Saved entries:
//! In-memory mocks for the task and settings stores.

use std::collections::HashMap;
use std::sync::atomic::{AtomicUsize, Ordering};
use std::sync::{Arc, Mutex};

use async_trait::async_trait;
use chrono::{NaiveDate, Utc};
use tandem_core::{SettingsRepository, TaskRepository};
use tandem_domain::{
    Result as DomainResult, SyncError, Task, TaskDraft, TaskPatch,
};
use uuid::Uuid;

/// In-memory mock for `TaskRepository`.
///
/// The batch upsert is all-or-nothing like the real store, and call
/// counters let tests assert that empty windows never touch the store.
#[derive(Default, Clone)]
pub struct MockTaskRepository {
    tasks: Arc<Mutex<Vec<Task>>>,
    pub find_calls: Arc<AtomicUsize>,
    pub batch_calls: Arc<AtomicUsize>,
}

impl MockTaskRepository {
    pub fn new() -> Self {
        Self::default()
    }

    /// Snapshot of the current store contents.
    pub fn snapshot(&self) -> Vec<Task> {
        self.tasks.lock().unwrap().clone()
    }

    fn make_task(user_email: &str, draft: TaskDraft) -> Task {
        let now = Utc::now();
        Task {
            id: Uuid::new_v4().to_string(),
            user_email: user_email.to_string(),
            title: draft.title,
            source: draft.source,
            scheduled_date: draft.scheduled_date,
            scheduled_time: draft.scheduled_time,
            priority: draft.priority,
            estimated_minutes: draft.estimated_minutes,
            actual_minutes: draft.actual_minutes,
            is_done: draft.is_done,
            completed_at: None,
            google_calendar_id: draft.google_calendar_id,
            google_event_id: draft.google_event_id,
            created_at: now,
            updated_at: now,
        }
    }

    fn apply_patch(task: &mut Task, patch: &TaskPatch) {
        if let Some(title) = &patch.title {
            task.title = title.clone();
        }
        if let Some(source) = patch.source {
            task.source = source;
        }
        if let Some(date) = patch.scheduled_date {
            task.scheduled_date = date;
        }
        if let Some(time) = patch.scheduled_time {
            task.scheduled_time = time;
        }
        if let Some(priority) = patch.priority {
            task.priority = priority;
        }
        if let Some(minutes) = patch.estimated_minutes {
            task.estimated_minutes = minutes;
        }
        if let Some(minutes) = patch.actual_minutes {
            task.actual_minutes = minutes;
        }
        if let Some(done) = patch.is_done {
            task.is_done = done;
            if patch.completed_at.is_none() {
                task.completed_at = done.then_some(Utc::now());
            }
        }
        if let Some(completed) = patch.completed_at {
            task.completed_at = completed;
        }
        if let Some(calendar_id) = &patch.google_calendar_id {
            task.google_calendar_id = calendar_id.clone();
        }
        if let Some(event_id) = &patch.google_event_id {
            task.google_event_id = event_id.clone();
        }
        task.updated_at = Utc::now();
    }
}

#[async_trait]
impl TaskRepository for MockTaskRepository {
    async fn find_by_external_ids(
        &self,
        user_email: &str,
        calendar_id: &str,
        ids: &[String],
    ) -> DomainResult<Vec<Task>> {
        self.find_calls.fetch_add(1, Ordering::SeqCst);
        Ok(self
            .tasks
            .lock()
            .unwrap()
            .iter()
            .filter(|t| {
                t.user_email == user_email
                    && t.google_calendar_id.as_deref() == Some(calendar_id)
                    && t.google_event_id
                        .as_ref()
                        .is_some_and(|eid| ids.contains(eid))
            })
            .cloned()
            .collect())
    }

    async fn upsert_batch(
        &self,
        user_email: &str,
        creates: Vec<TaskDraft>,
        updates: Vec<(String, TaskPatch)>,
    ) -> DomainResult<usize> {
        self.batch_calls.fetch_add(1, Ordering::SeqCst);
        let mut tasks = self.tasks.lock().unwrap();
        for (task_id, _) in &updates {
            if !tasks.iter().any(|t| &t.id == task_id) {
                return Err(SyncError::NotFound(format!("task {task_id}")));
            }
        }
        let count = creates.len() + updates.len();
        for draft in creates {
            tasks.push(Self::make_task(user_email, draft));
        }
        for (task_id, patch) in updates {
            if let Some(task) = tasks.iter_mut().find(|t| t.id == task_id) {
                Self::apply_patch(task, &patch);
            }
        }
        Ok(count)
    }

    async fn list_in_range(
        &self,
        user_email: &str,
        start: NaiveDate,
        end: NaiveDate,
        include_unscheduled: bool,
    ) -> DomainResult<Vec<Task>> {
        let mut tasks: Vec<Task> = self
            .tasks
            .lock()
            .unwrap()
            .iter()
            .filter(|t| {
                t.user_email == user_email
                    && match t.scheduled_date {
                        Some(date) => date >= start && date <= end,
                        None => include_unscheduled,
                    }
            })
            .cloned()
            .collect();
        tasks.sort_by(|a, b| {
            (a.scheduled_date, a.scheduled_time, a.created_at)
                .cmp(&(b.scheduled_date, b.scheduled_time, b.created_at))
        });
        Ok(tasks)
    }

    async fn get(&self, user_email: &str, task_id: &str) -> DomainResult<Task> {
        self.tasks
            .lock()
            .unwrap()
            .iter()
            .find(|t| t.user_email == user_email && t.id == task_id)
            .cloned()
            .ok_or_else(|| SyncError::NotFound(format!("task {task_id}")))
    }

    async fn create(&self, user_email: &str, draft: TaskDraft) -> DomainResult<Task> {
        let task = Self::make_task(user_email, draft);
        self.tasks.lock().unwrap().push(task.clone());
        Ok(task)
    }

    async fn update(
        &self,
        user_email: &str,
        task_id: &str,
        patch: TaskPatch,
    ) -> DomainResult<Task> {
        let mut tasks = self.tasks.lock().unwrap();
        let task = tasks
            .iter_mut()
            .find(|t| t.user_email == user_email && t.id == task_id)
            .ok_or_else(|| SyncError::NotFound(format!("task {task_id}")))?;
        Self::apply_patch(task, &patch);
        Ok(task.clone())
    }

    async fn delete(&self, user_email: &str, task_id: &str) -> DomainResult<()> {
        let mut tasks = self.tasks.lock().unwrap();
        let before = tasks.len();
        tasks.retain(|t| !(t.user_email == user_email && t.id == task_id));
        if tasks.len() == before {
            return Err(SyncError::NotFound(format!("task {task_id}")));
        }
        Ok(())
    }
}

/// In-memory mock for `SettingsRepository`.
#[derive(Default, Clone)]
pub struct MockSettingsRepository {
    timezones: Arc<Mutex<HashMap<String, String>>>,
}

impl MockSettingsRepository {
    pub fn new() -> Self {
        Self::default()
    }

    pub fn with_timezone(self, user_email: &str, timezone: &str) -> Self {
        self.timezones
            .lock()
            .unwrap()
            .insert(user_email.to_string(), timezone.to_string());
        self
    }
}

#[async_trait]
impl SettingsRepository for MockSettingsRepository {
    async fn get_user_timezone(&self, user_email: &str) -> DomainResult<Option<String>> {
        Ok(self.timezones.lock().unwrap().get(user_email).cloned())
    }

    async fn set_user_timezone(&self, user_email: &str, timezone: &str) -> DomainResult<()> {
        self.timezones
            .lock()
            .unwrap()
            .insert(user_email.to_string(), timezone.to_string());
        Ok(())
    }
}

TASK DETAILS - In the entries above, find each line with "Ordering" and copy it.

REPLY -
use std::sync::atomic::{AtomicUsize, Ordering};
        self.find_calls.fetch_add(1, Ordering::SeqCst);
        self.batch_calls.fetch_add(1, Ordering::SeqCst);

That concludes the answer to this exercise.